Our watersheds cover about 60,000 hectares (150 times the size of Stanley Park) of protected land secured under a 999-year lease from the Province. Most of this is Crown land, with some sections owned by the Greater Vancouver Water District. The primary purpose of our watersheds is to produce clean, safe drinking water. They are protected from human access, urban development, and human-caused disturbances to keep our water clean.
By protecting these watersheds for drinking water we are also protecting a lot of forested land.
Western Hemlock Looper Outbreak
An outbreak of Western Hemlock Looper is occurring in Metro Vancouver’s Capilano, Seymour and Coquitlam watersheds, in Lynn Headwaters Regional Park and across the North Shore, resulting in visible damage (browning) to some forested areas.
The Western Hemlock Looper is a native species that is an important part of the natural coastal forest ecosystem; the larval (caterpillar) stage of loopers feed on trees and understory vegetation that live in the Lower Mainland.

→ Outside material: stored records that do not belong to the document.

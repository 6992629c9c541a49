//! Endpoint definitions and the builder handed to `create_api`.

use std::collections::HashMap;
use std::sync::Arc;

use serde_json::Value;

use crate::error::QueryError;
use crate::query::state::Tag;

/// Maps the caller's arg to the base query's request args.
pub type QueryArgFn = Arc<dyn Fn(&Value) -> Value + Send + Sync>;

/// Reshapes a successful response before it is cached.
pub type TransformFn = Arc<dyn Fn(Value) -> Value + Send + Sync>;

/// Derives tags from `(result, error, arg)`.
pub type TagsFn = Arc<dyn Fn(Option<&Value>, Option<&QueryError>, &Value) -> Vec<Tag> + Send + Sync>;

/// A cached, deduplicated read endpoint.
#[derive(Clone)]
pub struct QueryDef {
    pub(crate) query: QueryArgFn,
    pub(crate) transform_response: Option<TransformFn>,
    pub(crate) provides_tags: Option<TagsFn>,
    pub(crate) keep_unused_data_for: Option<f64>,
}

impl QueryDef {
    pub fn new<F>(query: F) -> Self
    where
        F: Fn(&Value) -> Value + Send + Sync + 'static,
    {
        Self {
            query: Arc::new(query),
            transform_response: None,
            provides_tags: None,
            keep_unused_data_for: None,
        }
    }

    pub fn transform_response<F>(mut self, transform: F) -> Self
    where
        F: Fn(Value) -> Value + Send + Sync + 'static,
    {
        self.transform_response = Some(Arc::new(transform));
        self
    }

    /// Declare produced tags, statically or derived from args/result.
    pub fn provides_tags<F>(mut self, provides: F) -> Self
    where
        F: Fn(Option<&Value>, Option<&QueryError>, &Value) -> Vec<Tag> + Send + Sync + 'static,
    {
        self.provides_tags = Some(Arc::new(provides));
        self
    }

    /// Per-endpoint override of the retention window, in seconds.
    pub fn keep_unused_data_for(mut self, seconds: f64) -> Self {
        self.keep_unused_data_for = Some(seconds);
        self
    }
}

/// A write endpoint; successful runs invalidate tags.
#[derive(Clone)]
pub struct MutationDef {
    pub(crate) query: QueryArgFn,
    pub(crate) transform_response: Option<TransformFn>,
    pub(crate) invalidates_tags: Option<TagsFn>,
}

impl MutationDef {
    pub fn new<F>(query: F) -> Self
    where
        F: Fn(&Value) -> Value + Send + Sync + 'static,
    {
        Self {
            query: Arc::new(query),
            transform_response: None,
            invalidates_tags: None,
        }
    }

    pub fn transform_response<F>(mut self, transform: F) -> Self
    where
        F: Fn(Value) -> Value + Send + Sync + 'static,
    {
        self.transform_response = Some(Arc::new(transform));
        self
    }

    /// Declare invalidated tags, statically or derived from args/result.
    pub fn invalidates_tags<F>(mut self, invalidates: F) -> Self
    where
        F: Fn(Option<&Value>, Option<&QueryError>, &Value) -> Vec<Tag> + Send + Sync + 'static,
    {
        self.invalidates_tags = Some(Arc::new(invalidates));
        self
    }
}

#[derive(Clone)]
pub(crate) enum EndpointDef {
    Query(QueryDef),
    Mutation(MutationDef),
}

/// Collects endpoint definitions for an api.
#[derive(Default)]
pub struct EndpointBuilder {
    pub(crate) endpoints: HashMap<String, EndpointDef>,
}

impl EndpointBuilder {
    pub fn query(&mut self, name: impl Into<String>, def: QueryDef) -> &mut Self {
        self.endpoints.insert(name.into(), EndpointDef::Query(def));
        self
    }

    pub fn mutation(&mut self, name: impl Into<String>, def: MutationDef) -> &mut Self {
        self.endpoints
            .insert(name.into(), EndpointDef::Mutation(def));
        self
    }
}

Common questions about Western Hemlock Looper
How long will the outbreak last?
Outbreaks can typically last three to four years. We are in year two of the current outbreak. While outbreaks are not uncommon and populations build every 11 to 15 years in our region, the looper populations could diminish next year or we may see another year of forest defoliation next summer. The extent and duration of the outbreak depends on weather and other environmental factors.
What role does climate change play in forest pest outbreaks?
It is expected that climate change, longer-drier summers in particular, may contribute to more frequent and intense pest outbreaks as forests adapt to a changing climate. Metro Vancouver continues to intensively monitor climate factors which may impact the forests we all rely on.
Which trees are being damaged?
The looper prefers western hemlock trees, but also feeds on other locally occurring conifers including Douglas-fir, amabilis fir and Sitka spruce. Big-leaf maple, red-alder and forest understory vegetation may also be hosts to feeding caterpillars when populations are high.
Will the trees die?
Some trees are less tolerant of being defoliated, western hemlock in particular, and may succumb to the damage. There is already evidence of tree mortality occurring in the hardest hit areas.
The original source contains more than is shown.